"""

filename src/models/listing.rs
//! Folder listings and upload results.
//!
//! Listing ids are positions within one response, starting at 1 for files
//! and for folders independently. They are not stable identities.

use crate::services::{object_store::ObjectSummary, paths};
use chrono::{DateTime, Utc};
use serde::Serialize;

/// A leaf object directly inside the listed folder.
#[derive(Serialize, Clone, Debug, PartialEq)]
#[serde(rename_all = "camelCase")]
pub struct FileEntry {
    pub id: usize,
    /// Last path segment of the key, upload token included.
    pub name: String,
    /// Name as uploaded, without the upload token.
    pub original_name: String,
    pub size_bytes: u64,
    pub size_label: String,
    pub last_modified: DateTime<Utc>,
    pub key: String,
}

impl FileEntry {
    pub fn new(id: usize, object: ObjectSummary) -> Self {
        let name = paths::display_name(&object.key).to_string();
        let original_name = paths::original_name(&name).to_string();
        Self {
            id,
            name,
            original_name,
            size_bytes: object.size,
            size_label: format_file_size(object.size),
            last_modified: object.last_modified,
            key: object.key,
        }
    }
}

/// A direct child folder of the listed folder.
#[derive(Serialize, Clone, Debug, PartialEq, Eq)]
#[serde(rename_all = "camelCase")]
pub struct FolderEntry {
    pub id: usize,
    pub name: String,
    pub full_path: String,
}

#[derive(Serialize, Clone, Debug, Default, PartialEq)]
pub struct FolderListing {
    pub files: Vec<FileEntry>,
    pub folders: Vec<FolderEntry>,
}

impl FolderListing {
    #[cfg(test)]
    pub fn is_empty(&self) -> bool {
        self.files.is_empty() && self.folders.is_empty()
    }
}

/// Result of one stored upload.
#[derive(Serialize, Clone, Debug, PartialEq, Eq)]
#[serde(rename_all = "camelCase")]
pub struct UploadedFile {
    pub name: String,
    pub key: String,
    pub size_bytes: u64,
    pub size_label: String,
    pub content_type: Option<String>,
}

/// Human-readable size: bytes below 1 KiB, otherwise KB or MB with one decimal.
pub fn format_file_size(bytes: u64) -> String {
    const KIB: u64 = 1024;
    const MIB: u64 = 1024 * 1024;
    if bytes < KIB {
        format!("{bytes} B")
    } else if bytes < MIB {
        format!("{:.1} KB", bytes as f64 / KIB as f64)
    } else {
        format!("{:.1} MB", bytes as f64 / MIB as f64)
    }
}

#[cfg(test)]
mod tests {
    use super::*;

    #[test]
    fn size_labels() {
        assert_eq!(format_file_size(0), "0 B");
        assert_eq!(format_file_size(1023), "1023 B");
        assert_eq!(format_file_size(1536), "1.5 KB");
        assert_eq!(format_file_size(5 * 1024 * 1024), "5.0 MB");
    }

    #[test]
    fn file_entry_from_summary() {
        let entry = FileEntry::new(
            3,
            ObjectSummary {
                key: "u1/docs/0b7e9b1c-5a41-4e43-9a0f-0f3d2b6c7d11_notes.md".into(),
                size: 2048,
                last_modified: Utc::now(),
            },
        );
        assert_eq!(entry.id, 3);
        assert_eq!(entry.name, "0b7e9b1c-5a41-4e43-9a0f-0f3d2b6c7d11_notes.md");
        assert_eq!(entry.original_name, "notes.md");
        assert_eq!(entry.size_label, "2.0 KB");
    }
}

"""
"""

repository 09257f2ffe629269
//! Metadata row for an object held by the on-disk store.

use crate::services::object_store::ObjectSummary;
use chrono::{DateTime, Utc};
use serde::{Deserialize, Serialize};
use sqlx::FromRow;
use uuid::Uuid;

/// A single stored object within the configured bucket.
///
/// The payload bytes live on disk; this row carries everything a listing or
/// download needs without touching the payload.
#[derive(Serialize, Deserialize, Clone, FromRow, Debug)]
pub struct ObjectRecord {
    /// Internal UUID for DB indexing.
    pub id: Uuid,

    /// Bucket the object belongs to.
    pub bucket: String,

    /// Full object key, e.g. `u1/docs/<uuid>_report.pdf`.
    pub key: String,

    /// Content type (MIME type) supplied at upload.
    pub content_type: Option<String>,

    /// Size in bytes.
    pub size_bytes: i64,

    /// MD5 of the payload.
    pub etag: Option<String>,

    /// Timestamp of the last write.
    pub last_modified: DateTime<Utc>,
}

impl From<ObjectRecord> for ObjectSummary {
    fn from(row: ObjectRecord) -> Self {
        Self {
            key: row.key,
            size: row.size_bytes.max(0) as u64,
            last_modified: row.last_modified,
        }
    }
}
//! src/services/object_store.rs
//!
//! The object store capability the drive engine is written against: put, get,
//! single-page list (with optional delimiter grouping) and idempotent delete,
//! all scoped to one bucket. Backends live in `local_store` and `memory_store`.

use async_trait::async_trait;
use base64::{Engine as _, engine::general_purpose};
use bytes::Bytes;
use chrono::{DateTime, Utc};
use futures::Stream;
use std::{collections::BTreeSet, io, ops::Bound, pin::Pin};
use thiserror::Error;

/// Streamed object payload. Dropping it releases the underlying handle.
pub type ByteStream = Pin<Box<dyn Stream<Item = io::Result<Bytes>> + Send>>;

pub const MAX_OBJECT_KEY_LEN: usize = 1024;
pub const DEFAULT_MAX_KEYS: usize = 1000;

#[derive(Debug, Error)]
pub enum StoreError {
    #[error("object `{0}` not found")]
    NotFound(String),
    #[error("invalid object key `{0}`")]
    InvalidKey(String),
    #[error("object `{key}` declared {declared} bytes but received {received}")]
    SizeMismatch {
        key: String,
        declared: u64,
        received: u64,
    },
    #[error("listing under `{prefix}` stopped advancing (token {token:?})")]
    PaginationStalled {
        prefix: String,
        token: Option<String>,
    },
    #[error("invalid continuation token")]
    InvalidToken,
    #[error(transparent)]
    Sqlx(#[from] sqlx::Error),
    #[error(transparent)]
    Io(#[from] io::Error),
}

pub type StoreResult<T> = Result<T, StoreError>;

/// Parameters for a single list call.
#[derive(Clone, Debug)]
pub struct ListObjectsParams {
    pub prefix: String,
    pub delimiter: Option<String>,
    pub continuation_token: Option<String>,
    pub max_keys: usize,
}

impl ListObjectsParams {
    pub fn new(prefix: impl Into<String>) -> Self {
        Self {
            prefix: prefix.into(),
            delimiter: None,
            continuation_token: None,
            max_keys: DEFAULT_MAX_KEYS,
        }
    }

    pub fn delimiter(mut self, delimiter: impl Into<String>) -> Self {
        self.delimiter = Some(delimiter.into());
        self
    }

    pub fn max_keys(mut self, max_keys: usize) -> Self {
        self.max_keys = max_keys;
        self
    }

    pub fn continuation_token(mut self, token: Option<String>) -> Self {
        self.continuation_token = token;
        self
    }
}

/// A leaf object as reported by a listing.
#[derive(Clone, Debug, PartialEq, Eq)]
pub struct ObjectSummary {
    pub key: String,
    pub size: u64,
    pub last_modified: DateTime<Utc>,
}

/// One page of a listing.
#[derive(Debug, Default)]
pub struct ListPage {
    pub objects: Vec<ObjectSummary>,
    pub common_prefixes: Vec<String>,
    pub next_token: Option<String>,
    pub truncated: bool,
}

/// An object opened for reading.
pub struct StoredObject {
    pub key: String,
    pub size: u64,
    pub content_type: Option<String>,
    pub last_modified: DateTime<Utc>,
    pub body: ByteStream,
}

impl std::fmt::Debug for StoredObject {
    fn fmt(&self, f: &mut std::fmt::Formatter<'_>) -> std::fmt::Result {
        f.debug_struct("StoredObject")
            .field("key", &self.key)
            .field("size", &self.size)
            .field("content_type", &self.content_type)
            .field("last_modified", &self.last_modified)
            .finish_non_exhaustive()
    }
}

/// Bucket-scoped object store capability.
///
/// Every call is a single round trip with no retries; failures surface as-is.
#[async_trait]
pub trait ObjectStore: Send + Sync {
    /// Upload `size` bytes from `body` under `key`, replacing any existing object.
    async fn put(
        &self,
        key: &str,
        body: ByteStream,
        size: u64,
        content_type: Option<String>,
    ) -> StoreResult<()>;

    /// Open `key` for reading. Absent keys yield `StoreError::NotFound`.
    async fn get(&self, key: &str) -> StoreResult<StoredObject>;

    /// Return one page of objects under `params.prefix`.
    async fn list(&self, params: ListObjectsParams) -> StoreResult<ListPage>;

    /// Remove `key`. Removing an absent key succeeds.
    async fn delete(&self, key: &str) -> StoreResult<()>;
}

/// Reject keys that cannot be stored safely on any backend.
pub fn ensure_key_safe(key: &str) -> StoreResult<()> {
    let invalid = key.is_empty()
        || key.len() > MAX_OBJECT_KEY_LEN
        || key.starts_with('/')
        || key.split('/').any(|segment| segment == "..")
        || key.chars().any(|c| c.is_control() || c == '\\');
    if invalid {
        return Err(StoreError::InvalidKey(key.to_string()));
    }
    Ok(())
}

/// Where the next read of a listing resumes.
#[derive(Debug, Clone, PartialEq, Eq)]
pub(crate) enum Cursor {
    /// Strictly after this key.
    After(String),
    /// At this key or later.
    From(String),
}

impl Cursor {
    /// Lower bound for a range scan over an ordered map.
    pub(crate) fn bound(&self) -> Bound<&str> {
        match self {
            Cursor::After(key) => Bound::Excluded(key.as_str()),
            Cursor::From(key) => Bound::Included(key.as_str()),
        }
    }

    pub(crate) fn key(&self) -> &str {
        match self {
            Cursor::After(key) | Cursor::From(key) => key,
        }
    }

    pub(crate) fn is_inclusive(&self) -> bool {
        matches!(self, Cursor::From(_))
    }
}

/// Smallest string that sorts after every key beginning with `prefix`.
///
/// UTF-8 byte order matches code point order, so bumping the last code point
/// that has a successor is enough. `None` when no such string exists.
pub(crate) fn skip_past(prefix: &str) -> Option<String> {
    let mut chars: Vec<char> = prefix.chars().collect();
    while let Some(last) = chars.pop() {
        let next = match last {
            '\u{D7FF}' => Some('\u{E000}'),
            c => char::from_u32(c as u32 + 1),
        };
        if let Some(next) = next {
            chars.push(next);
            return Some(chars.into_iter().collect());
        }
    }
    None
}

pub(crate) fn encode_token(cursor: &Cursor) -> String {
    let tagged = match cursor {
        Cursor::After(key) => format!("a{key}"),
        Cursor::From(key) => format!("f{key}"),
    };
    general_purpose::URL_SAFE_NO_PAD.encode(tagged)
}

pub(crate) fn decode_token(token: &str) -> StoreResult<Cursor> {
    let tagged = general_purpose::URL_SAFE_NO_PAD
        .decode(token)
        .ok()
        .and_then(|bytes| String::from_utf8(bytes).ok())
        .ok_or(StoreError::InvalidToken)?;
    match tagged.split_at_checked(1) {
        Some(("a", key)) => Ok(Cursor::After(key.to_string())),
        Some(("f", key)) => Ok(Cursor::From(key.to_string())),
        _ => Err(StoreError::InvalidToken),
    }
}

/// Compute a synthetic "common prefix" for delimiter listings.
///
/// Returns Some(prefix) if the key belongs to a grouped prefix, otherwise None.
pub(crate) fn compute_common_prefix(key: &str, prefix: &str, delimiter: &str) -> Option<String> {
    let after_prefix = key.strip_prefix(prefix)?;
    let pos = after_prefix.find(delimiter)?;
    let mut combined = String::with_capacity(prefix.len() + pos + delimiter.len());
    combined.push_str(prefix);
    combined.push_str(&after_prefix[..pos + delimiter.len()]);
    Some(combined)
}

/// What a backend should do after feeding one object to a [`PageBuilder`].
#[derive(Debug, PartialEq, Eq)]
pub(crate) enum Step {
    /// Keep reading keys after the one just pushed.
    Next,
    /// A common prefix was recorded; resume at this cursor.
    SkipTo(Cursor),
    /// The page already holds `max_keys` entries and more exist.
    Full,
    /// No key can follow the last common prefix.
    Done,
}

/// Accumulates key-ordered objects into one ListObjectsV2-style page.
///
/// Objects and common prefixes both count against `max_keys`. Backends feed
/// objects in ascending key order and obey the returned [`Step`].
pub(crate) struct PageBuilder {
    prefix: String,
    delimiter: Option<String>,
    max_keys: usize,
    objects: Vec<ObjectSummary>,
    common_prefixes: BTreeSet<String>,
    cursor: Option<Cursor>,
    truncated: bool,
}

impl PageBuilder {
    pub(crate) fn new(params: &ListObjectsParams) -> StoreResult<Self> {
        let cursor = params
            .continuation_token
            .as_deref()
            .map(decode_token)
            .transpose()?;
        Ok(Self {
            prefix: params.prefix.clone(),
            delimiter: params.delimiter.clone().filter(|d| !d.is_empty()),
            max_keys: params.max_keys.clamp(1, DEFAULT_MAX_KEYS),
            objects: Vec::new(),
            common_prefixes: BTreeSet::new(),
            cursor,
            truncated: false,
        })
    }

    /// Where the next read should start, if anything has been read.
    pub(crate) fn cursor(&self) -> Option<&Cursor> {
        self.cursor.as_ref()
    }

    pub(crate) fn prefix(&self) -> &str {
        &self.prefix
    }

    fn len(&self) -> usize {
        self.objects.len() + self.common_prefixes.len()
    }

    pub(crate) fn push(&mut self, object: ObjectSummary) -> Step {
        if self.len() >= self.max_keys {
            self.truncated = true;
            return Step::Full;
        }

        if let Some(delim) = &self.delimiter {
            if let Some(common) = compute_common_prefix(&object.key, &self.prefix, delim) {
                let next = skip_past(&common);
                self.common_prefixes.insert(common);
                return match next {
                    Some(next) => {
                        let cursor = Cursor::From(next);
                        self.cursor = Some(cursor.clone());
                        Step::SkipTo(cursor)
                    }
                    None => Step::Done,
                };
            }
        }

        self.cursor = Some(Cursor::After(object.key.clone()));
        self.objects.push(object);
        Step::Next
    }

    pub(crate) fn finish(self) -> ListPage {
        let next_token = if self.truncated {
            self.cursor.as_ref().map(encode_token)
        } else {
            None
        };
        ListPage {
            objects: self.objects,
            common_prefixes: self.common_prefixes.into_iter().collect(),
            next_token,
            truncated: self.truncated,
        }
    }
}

"""
"""

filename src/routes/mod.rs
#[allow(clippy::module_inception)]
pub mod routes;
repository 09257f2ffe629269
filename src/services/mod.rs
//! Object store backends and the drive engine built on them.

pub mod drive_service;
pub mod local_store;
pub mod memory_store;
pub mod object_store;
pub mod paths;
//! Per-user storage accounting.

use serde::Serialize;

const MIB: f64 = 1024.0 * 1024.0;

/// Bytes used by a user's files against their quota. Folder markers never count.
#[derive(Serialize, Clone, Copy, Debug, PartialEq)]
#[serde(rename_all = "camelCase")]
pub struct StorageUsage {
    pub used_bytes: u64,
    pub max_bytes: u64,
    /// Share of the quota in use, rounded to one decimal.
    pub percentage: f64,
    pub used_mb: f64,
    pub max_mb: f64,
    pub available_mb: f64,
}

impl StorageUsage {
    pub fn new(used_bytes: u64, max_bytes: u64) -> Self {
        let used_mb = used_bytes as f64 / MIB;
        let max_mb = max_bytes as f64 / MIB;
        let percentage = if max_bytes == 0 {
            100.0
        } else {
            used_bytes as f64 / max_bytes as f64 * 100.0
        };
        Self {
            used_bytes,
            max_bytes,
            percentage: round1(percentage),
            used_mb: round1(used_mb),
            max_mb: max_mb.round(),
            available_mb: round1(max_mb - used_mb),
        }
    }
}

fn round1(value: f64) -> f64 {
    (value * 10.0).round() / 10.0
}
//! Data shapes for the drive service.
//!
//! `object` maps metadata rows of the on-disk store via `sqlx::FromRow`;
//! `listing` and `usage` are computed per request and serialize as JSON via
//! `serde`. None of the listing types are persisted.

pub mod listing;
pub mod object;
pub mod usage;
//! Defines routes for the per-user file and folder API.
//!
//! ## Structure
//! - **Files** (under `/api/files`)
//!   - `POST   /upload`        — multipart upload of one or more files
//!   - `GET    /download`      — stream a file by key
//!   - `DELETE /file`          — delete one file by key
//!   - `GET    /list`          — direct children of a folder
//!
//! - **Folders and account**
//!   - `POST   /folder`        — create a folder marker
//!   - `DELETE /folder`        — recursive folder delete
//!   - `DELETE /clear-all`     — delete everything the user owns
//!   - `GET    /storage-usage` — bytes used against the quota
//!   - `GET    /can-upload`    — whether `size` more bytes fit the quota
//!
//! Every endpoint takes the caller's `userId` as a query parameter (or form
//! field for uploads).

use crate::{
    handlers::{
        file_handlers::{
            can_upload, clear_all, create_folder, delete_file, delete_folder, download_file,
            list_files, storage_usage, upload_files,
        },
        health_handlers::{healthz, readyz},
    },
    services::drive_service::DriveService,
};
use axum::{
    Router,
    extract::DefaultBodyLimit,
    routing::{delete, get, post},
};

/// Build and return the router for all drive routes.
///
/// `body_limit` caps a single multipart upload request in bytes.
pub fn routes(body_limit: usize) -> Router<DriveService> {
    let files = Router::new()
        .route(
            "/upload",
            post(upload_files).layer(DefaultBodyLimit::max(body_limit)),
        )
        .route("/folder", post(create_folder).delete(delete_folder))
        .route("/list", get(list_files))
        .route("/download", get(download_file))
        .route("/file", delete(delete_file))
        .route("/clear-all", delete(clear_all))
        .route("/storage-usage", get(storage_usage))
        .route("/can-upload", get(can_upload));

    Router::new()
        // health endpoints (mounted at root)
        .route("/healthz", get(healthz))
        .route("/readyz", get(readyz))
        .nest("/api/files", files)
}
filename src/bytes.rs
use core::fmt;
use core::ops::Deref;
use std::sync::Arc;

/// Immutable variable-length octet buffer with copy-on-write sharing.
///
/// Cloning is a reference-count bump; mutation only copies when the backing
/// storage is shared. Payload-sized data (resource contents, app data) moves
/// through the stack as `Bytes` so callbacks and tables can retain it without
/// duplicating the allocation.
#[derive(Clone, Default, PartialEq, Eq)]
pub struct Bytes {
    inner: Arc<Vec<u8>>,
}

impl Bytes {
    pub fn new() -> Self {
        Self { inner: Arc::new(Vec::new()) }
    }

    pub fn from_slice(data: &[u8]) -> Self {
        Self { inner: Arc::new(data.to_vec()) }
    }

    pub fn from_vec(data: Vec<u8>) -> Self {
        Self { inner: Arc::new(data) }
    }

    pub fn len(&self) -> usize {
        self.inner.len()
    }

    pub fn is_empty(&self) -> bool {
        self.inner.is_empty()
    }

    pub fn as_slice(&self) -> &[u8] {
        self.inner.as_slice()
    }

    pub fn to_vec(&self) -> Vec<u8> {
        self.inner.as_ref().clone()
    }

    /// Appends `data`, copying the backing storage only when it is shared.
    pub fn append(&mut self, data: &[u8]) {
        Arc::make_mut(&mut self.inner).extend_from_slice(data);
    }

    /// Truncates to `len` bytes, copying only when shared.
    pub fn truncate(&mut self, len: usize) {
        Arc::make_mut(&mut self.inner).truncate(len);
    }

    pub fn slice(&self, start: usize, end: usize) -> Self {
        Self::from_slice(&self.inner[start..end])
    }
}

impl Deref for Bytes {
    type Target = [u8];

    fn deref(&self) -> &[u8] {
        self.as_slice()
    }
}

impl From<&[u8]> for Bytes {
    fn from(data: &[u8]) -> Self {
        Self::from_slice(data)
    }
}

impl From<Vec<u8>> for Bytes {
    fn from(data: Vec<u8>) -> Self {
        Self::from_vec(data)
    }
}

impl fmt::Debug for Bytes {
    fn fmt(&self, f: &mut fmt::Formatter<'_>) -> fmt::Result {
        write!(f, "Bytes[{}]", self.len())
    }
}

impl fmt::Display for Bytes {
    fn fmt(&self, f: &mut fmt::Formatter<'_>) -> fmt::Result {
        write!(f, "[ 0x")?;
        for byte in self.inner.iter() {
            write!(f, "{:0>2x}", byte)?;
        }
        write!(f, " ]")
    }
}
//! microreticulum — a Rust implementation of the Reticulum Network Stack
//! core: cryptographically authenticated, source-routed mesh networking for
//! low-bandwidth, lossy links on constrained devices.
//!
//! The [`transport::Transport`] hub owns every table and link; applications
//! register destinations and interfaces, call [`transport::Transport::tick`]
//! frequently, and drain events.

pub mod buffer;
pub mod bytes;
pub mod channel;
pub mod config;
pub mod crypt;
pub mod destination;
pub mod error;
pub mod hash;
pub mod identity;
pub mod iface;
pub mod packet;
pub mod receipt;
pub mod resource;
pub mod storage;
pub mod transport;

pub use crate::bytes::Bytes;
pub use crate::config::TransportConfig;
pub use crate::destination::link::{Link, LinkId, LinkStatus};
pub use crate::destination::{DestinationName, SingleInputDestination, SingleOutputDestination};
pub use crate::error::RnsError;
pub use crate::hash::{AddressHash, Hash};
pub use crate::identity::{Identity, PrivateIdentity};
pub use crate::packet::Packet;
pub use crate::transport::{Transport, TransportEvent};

"""

About this exercise: Going through the material above, tally the lines holding "otherwise" and give the number alone.

Task response: 2